▶ [Problem statement]
The output should be identical to the entries that follow.

═════ Given information ═════

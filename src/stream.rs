pub mod group_by;
pub mod order_guard;

use crate::errors::Result;

use self::group_by::StreamingGroupBy;
use self::order_guard::OrderGuard;

/// Adapters for fallible streams, chained like the std iterator adapters.
pub trait StreamExt<T>: Iterator<Item = Result<T>> + Sized {
    fn group_consecutive_by<K, F>(self, key_fn: F) -> StreamingGroupBy<Self, T, K, F>
    where
        K: PartialEq,
        F: FnMut(&T) -> Result<K>,
    {
        StreamingGroupBy::new(self, key_fn)
    }

    fn guard_order(self) -> OrderGuard<Self> {
        OrderGuard::new(self)
    }
}

impl<I, T> StreamExt<T> for I where I: Iterator<Item = Result<T>> {}
use std::collections::HashMap;
use std::fmt;

#[derive(Debug, Clone, Copy, PartialEq, Eq, Hash)]
pub enum ElementKind {
    Node,
    Way,
    Relation,
}

impl ElementKind {
    /// Single letter used as the prefix of a tid.
    pub fn letter(self) -> char {
        match self {
            ElementKind::Node => 'N',
            ElementKind::Way => 'W',
            ElementKind::Relation => 'R',
        }
    }

    pub fn from_tag_name(name: &[u8]) -> Option<ElementKind> {
        match name {
            b"node" => Some(ElementKind::Node),
            b"way" => Some(ElementKind::Way),
            b"relation" => Some(ElementKind::Relation),
            _ => None,
        }
    }
}

/// Identity of a map element: kind plus id. Displays as e.g. `N42`.
#[derive(Debug, Clone, Copy, PartialEq, Eq, Hash)]
pub struct Tid {
    pub kind: ElementKind,
    pub id: u64,
}

impl fmt::Display for Tid {
    fn fmt(&self, f: &mut fmt::Formatter<'_>) -> fmt::Result {
        write!(f, "{}{}", self.kind.letter(), self.id)
    }
}

/// One revision of one map element, as read from a full-history export.
#[derive(Debug, Clone, PartialEq, Eq)]
pub struct RawElement {
    pub kind: ElementKind,
    pub id: u64,
    pub version: u32,
    /// Seconds since 1.1.1970.
    pub timestamp: u64,
    pub visible: bool,
    pub tags: HashMap<String, String>,
}

impl RawElement {
    pub fn tid(&self) -> Tid {
        Tid {
            kind: self.kind,
            id: self.id,
        }
    }
}

#[cfg(test)]
mod tests {
    use super::*;

    #[test]
    fn tid_uses_kind_letter_and_decimal_id() {
        let tid = |kind, id| Tid { kind, id }.to_string();
        assert_eq!(tid(ElementKind::Node, 42), "N42");
        assert_eq!(tid(ElementKind::Way, 444121), "W444121");
        assert_eq!(tid(ElementKind::Relation, 12928), "R12928");
    }

    #[test]
    fn kind_from_tag_name() {
        assert_eq!(ElementKind::from_tag_name(b"way"), Some(ElementKind::Way));
        assert_eq!(ElementKind::from_tag_name(b"nd"), None);
    }
}
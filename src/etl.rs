pub mod jsonl_sink;
pub mod parse_osm;
pub mod tag_history;

use log::{info, error};

use crate::errors::Result;


pub trait Etl {
    type Input;
    type Output;

    fn etl_name(&self) -> &str;

    fn is_cached(&self) -> Result<bool>;
    fn clean(&self) -> Result<()>;

    fn extract(&mut self) -> Result<Self::Input>;
    fn transform(&mut self, input: Self::Input) -> Result<Self::Output>;
    fn load(&mut self, output: Self::Output) -> Result<()>;

    fn process(&mut self) -> Result<()> {
        info!(etl_name = self.etl_name(); "Starting ETL process");
        if self.is_cached()? {
            info!(etl_name = self.etl_name(); "Using cached value");
        } else {
            info!(etl_name = self.etl_name(); "Extracting");
            let input = match self.extract() {
                Ok(input) => Ok(input),
                Err(err) => {
                    error!(etl_name = self.etl_name(), kind = err.kind.name(), err = err.message.as_str(); "Extraction failed with error");
                    Err(err)
                },
            }?;

            info!(etl_name = self.etl_name(); "Transforming");
            let output = match self.transform(input) {
                Ok(output) => Ok(output),
                Err(err) => {
                    error!(etl_name = self.etl_name(), kind = err.kind.name(), err = err.message.as_str(); "Transformation failed with error");
                    Err(err)
                },
            }?;

            info!(etl_name = self.etl_name(); "Loading");
            match self.load(output) {
                Ok(_) => Ok(()),
                Err(err) => {
                    error!(etl_name = self.etl_name(), kind = err.kind.name(), err = err.message.as_str(); "Loading failed with error");
                    Err(err)
                },
            }?;
        }
        info!(etl_name = self.etl_name(); "Process finished");
        Ok(())
    }
}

═════

▶ [Response to the exercise]
filename src/stream.rs
pub mod group_by;
pub mod order_guard;

use crate::errors::Result;

use self::group_by::StreamingGroupBy;
use self::order_guard::OrderGuard;

/// Adapters for fallible streams, chained like the std iterator adapters.
pub trait StreamExt<T>: Iterator<Item = Result<T>> + Sized {
    fn group_consecutive_by<K, F>(self, key_fn: F) -> StreamingGroupBy<Self, T, K, F>
    where
        K: PartialEq,
        F: FnMut(&T) -> Result<K>,
    {
        StreamingGroupBy::new(self, key_fn)
    }

    fn guard_order(self) -> OrderGuard<Self> {
        OrderGuard::new(self)
    }
}

impl<I, T> StreamExt<T> for I where I: Iterator<Item = Result<T>> {}
use std::collections::HashMap;
use std::fmt;

#[derive(Debug, Clone, Copy, PartialEq, Eq, Hash)]
pub enum ElementKind {
    Node,
    Way,
    Relation,
}

impl ElementKind {
    /// Single letter used as the prefix of a tid.
    pub fn letter(self) -> char {
        match self {
            ElementKind::Node => 'N',
            ElementKind::Way => 'W',
            ElementKind::Relation => 'R',
        }
    }

    pub fn from_tag_name(name: &[u8]) -> Option<ElementKind> {
        match name {
            b"node" => Some(ElementKind::Node),
            b"way" => Some(ElementKind::Way),
            b"relation" => Some(ElementKind::Relation),
            _ => None,
        }
    }
}

/// Identity of a map element: kind plus id. Displays as e.g. `N42`.
#[derive(Debug, Clone, Copy, PartialEq, Eq, Hash)]
pub struct Tid {
    pub kind: ElementKind,
    pub id: u64,
}

impl fmt::Display for Tid {
    fn fmt(&self, f: &mut fmt::Formatter<'_>) -> fmt::Result {
        write!(f, "{}{}", self.kind.letter(), self.id)
    }
}

/// One revision of one map element, as read from a full-history export.
#[derive(Debug, Clone, PartialEq, Eq)]
pub struct RawElement {
    pub kind: ElementKind,
    pub id: u64,
    pub version: u32,
    /// Seconds since 1.1.1970.
    pub timestamp: u64,
    pub visible: bool,
    pub tags: HashMap<String, String>,
}

impl RawElement {
    pub fn tid(&self) -> Tid {
        Tid {
            kind: self.kind,
            id: self.id,
        }
    }
}

#[cfg(test)]
mod tests {
    use super::*;

    #[test]
    fn tid_uses_kind_letter_and_decimal_id() {
        let tid = |kind, id| Tid { kind, id }.to_string();
        assert_eq!(tid(ElementKind::Node, 42), "N42");
        assert_eq!(tid(ElementKind::Way, 444121), "W444121");
        assert_eq!(tid(ElementKind::Relation, 12928), "R12928");
    }

    #[test]
    fn kind_from_tag_name() {
        assert_eq!(ElementKind::from_tag_name(b"way"), Some(ElementKind::Way));
        assert_eq!(ElementKind::from_tag_name(b"nd"), None);
    }
}
filename src/etl.rs
pub mod jsonl_sink;
pub mod parse_osm;
pub mod tag_history;

use log::{info, error};

use crate::errors::Result;


pub trait Etl {
    type Input;
    type Output;

    fn etl_name(&self) -> &str;

    fn is_cached(&self) -> Result<bool>;
    fn clean(&self) -> Result<()>;

    fn extract(&mut self) -> Result<Self::Input>;
    fn transform(&mut self, input: Self::Input) -> Result<Self::Output>;
    fn load(&mut self, output: Self::Output) -> Result<()>;

    fn process(&mut self) -> Result<()> {
        info!(etl_name = self.etl_name(); "Starting ETL process");
        if self.is_cached()? {
            info!(etl_name = self.etl_name(); "Using cached value");
        } else {
            info!(etl_name = self.etl_name(); "Extracting");
            let input = match self.extract() {
                Ok(input) => Ok(input),
                Err(err) => {
                    error!(etl_name = self.etl_name(), kind = err.kind.name(), err = err.message.as_str(); "Extraction failed with error");
                    Err(err)
                },
            }?;

            info!(etl_name = self.etl_name(); "Transforming");
            let output = match self.transform(input) {
                Ok(output) => Ok(output),
                Err(err) => {
                    error!(etl_name = self.etl_name(), kind = err.kind.name(), err = err.message.as_str(); "Transformation failed with error");
                    Err(err)
                },
            }?;

            info!(etl_name = self.etl_name(); "Loading");
            match self.load(output) {
                Ok(_) => Ok(()),
                Err(err) => {
                    error!(etl_name = self.etl_name(), kind = err.kind.name(), err = err.message.as_str(); "Loading failed with error");
                    Err(err)
                },
            }?;
        }
        info!(etl_name = self.etl_name(); "Process finished");
        Ok(())
    }
}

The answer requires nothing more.